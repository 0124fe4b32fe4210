use crate::api::devices::{DeviceListQuery, SyncLogQuery};
use crate::api::leave::{BalanceQuery, CalendarQuery, DecisionComment, LeaveListResponse};
use crate::ledger::aggregator::{
    AggregationOutcome, DiscrepancyDecision, DiscrepancyOutcome, RecomputeReport, StatsQuery,
};
use crate::ledger::anomaly::{ResolveAnomaly, ScanReport, ScanWindow};
use crate::ledger::clock::ManualClockOutcome;
use crate::ledger::device::DeviceRegistration;
use crate::ledger::importer::{ImportItemError, ImportReport};
use crate::ledger::leave::{
    BalanceEffect, CalendarDay, CalendarEntry, LeaveDecisionOutcome, LeaveDetail, LeaveRevision,
    LeaveSubmission,
};
use crate::ledger::mapping::{MappingInput, MappingOutcome};
use crate::ledger::terminal::VendorClockEvent;
use crate::model::anomaly::{Anomaly, AnomalyKind, Severity};
use crate::model::clock_event::{ClockEventType, RawClockEvent};
use crate::model::device::{Device, DeviceMapping, DeviceSyncLog, SyncStatus};
use crate::model::leave_request::{LeaveBalance, LeaveRequest, LeaveStatus, LeaveType, ValidationHistory};
use crate::model::presence::{
    DailyPresence, DiscrepancyResolution, PresenceDiscrepancy, PresenceStats, PresenceStatus,
};
use crate::store::{AnomalyFilter, LeaveFilter, OrphanFilter, PresenceFilter};
use utoipa::openapi::security::{HttpAuthScheme, HttpBuilder, SecurityScheme};
use utoipa::{Modify, OpenApi, openapi};

#[derive(OpenApi)]
#[openapi(
    info(
        title = "Attendance & Leave Ledger API",
        version = "1.0.0",
        description = r#"
## Attendance & Leave Ledger

Turns raw punches from time-clock terminals into daily presence, flags attendance
anomalies and keeps the yearly leave balance consistent with leave decisions.

### Key Features
- **Devices**: terminal catalog, batches pushed by a bridge or pulled on demand, with a sync log
- **Mappings**: terminal user ids bound to personnel; orphan punches re-attributed on binding
- **Presence**: arrival, departure, lateness, worked time and overtime per personnel and day
- **Anomalies**: missing check-outs, unjustified absences and repeated lateness
- **Leave**: requests, approval/rejection/cancellation and the yearly balance

### Security
Every endpoint expects a **JWT Bearer** access token issued by the identity service.
HR and Admin roles decide leave, validate presence, manage mappings and resolve anomalies.

---
Built with **Rust**, **Actix Web**, **SQLx**, and **Utoipa**.
"#,
    ),
    paths(
        crate::api::clock::check_in,
        crate::api::clock::check_out,

        crate::api::devices::list_devices,
        crate::api::devices::register_device,
        crate::api::devices::push_events,
        crate::api::devices::sync_device,
        crate::api::devices::sync_logs,

        crate::api::mapping::list_mappings,
        crate::api::mapping::upsert_mapping,
        crate::api::mapping::deactivate_mapping,
        crate::api::mapping::orphan_events,

        crate::api::presence::list_presence,
        crate::api::presence::recompute,
        crate::api::presence::validate_presence,
        crate::api::presence::discrepancies,
        crate::api::presence::resolve_discrepancy,
        crate::api::presence::monthly_stats,

        crate::api::anomaly::list_anomalies,
        crate::api::anomaly::scan,
        crate::api::anomaly::resolve,
        crate::api::anomaly::ignore,

        crate::api::leave::submit_leave,
        crate::api::leave::revise_leave,
        crate::api::leave::approve_leave,
        crate::api::leave::reject_leave,
        crate::api::leave::cancel_leave,
        crate::api::leave::get_leave,
        crate::api::leave::leave_list,
        crate::api::leave::leave_types,
        crate::api::leave::leave_balance,
        crate::api::leave::leave_calendar
    ),
    components(
        schemas(
            ManualClockOutcome,
            AggregationOutcome,
            ClockEventType,
            RawClockEvent,
            VendorClockEvent,
            ImportReport,
            ImportItemError,
            Device,
            DeviceListQuery,
            DeviceRegistration,
            SyncLogQuery,
            DeviceSyncLog,
            SyncStatus,
            DeviceMapping,
            MappingInput,
            MappingOutcome,
            OrphanFilter,
            PresenceFilter,
            DailyPresence,
            PresenceStatus,
            PresenceDiscrepancy,
            DiscrepancyResolution,
            DiscrepancyDecision,
            DiscrepancyOutcome,
            PresenceStats,
            RecomputeReport,
            StatsQuery,
            Anomaly,
            AnomalyKind,
            Severity,
            AnomalyFilter,
            ScanWindow,
            ScanReport,
            ResolveAnomaly,
            LeaveFilter,
            LeaveListResponse,
            LeaveSubmission,
            LeaveRevision,
            LeaveRequest,
            LeaveStatus,
            LeaveType,
            LeaveBalance,
            ValidationHistory,
            LeaveDetail,
            LeaveDecisionOutcome,
            BalanceEffect,
            DecisionComment,
            BalanceQuery,
            CalendarQuery,
            CalendarDay,
            CalendarEntry
        )
    ),
    modifiers(&SecurityAddon),
    tags(
        (name = "Attendance", description = "Manual check-in and check-out"),
        (name = "Devices", description = "Terminal catalog, imports and sync history"),
        (name = "Mappings", description = "Terminal user id to personnel bindings"),
        (name = "Presence", description = "Daily presence aggregation and validation"),
        (name = "Anomalies", description = "Attendance anomaly detection and follow-up"),
        (name = "Leave", description = "Leave requests and the yearly leave ledger"),
    )
)]
pub struct ApiDoc;

struct SecurityAddon;

impl Modify for SecurityAddon {
    fn modify(&self, openapi: &mut openapi::OpenApi) {
        let components = openapi.components.get_or_insert_with(Default::default);
        components.add_security_scheme(
            "bearer_auth",
            SecurityScheme::Http(
                HttpBuilder::new()
                    .scheme(HttpAuthScheme::Bearer)
                    .bearer_format("JWT")
                    .build(),
            ),
        );
    }
}

#[cfg(test)]
mod tests {
    use super::*;

    #[test]
    fn every_route_group_is_documented() {
        let doc = ApiDoc::openapi();
        for path in [
            "/api/attendance/check-in",
            "/api/devices/{device_id}/events",
            "/api/mappings/{personnel_id}",
            "/api/devices",
            "/api/presence/recompute",
            "/api/presence/discrepancies/{discrepancy_id}",
            "/api/anomalies/{anomaly_id}/resolve",
            "/api/leave/{leave_id}/approve",
            "/api/leave/calendar",
        ] {
            assert!(doc.paths.paths.contains_key(path), "{path} missing from the OpenAPI document");
        }
    }

    #[test]
    fn bearer_scheme_is_registered() {
        let doc = ApiDoc::openapi();
        let components = doc.components.expect("components");
        assert!(components.security_schemes.contains_key("bearer_auth"));
    }
}
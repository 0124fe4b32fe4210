use chrono::NaiveDate;
use serde::{Deserialize, Serialize};
use strum_macros::{AsRefStr, Display, EnumString};
use utoipa::ToSchema;

#[derive(
    Debug, Clone, Copy, PartialEq, Eq, Serialize, Deserialize, ToSchema, Display, EnumString, AsRefStr,
)]
pub enum PersonnelStatus {
    Active,
    Inactive,
}

impl TryFrom<String> for PersonnelStatus {
    type Error = strum::ParseError;

    fn try_from(value: String) -> Result<Self, Self::Error> {
        value.parse()
    }
}

/// Read-only view of a personnel record owned by the directory module.
#[derive(Debug, Clone, Serialize, Deserialize, sqlx::FromRow, ToSchema)]
#[schema(
    example = json!({
        "id": 7,
        "employee_code": "LAB-007",
        "first_name": "Amina",
        "last_name": "Benali",
        "email": "a.benali@labo.example",
        "phone": null,
        "hire_date": "2021-09-01",
        "status": "Active"
    })
)]
pub struct Personnel {
    pub id: u64,
    pub employee_code: String,
    pub first_name: String,
    pub last_name: String,
    pub email: Option<String>,
    pub phone: Option<String>,
    pub hire_date: NaiveDate,
    #[sqlx(try_from = "String")]
    pub status: PersonnelStatus,
}

impl Personnel {
    pub fn is_active(&self) -> bool {
        self.status == PersonnelStatus::Active
    }

    /// A personnel is expected at work from the hire date onwards.
    pub fn is_expected_on(&self, date: NaiveDate) -> bool {
        self.is_active() && date >= self.hire_date
    }
}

Problem requirements>
Only lines containing "time" belong in the answer; copy every such line from the records.

Answer>
Turns raw punches from time-clock terminals into daily presence, flags attendance
- **Presence**: arrival, departure, lateness, worked time and overtime per personnel and day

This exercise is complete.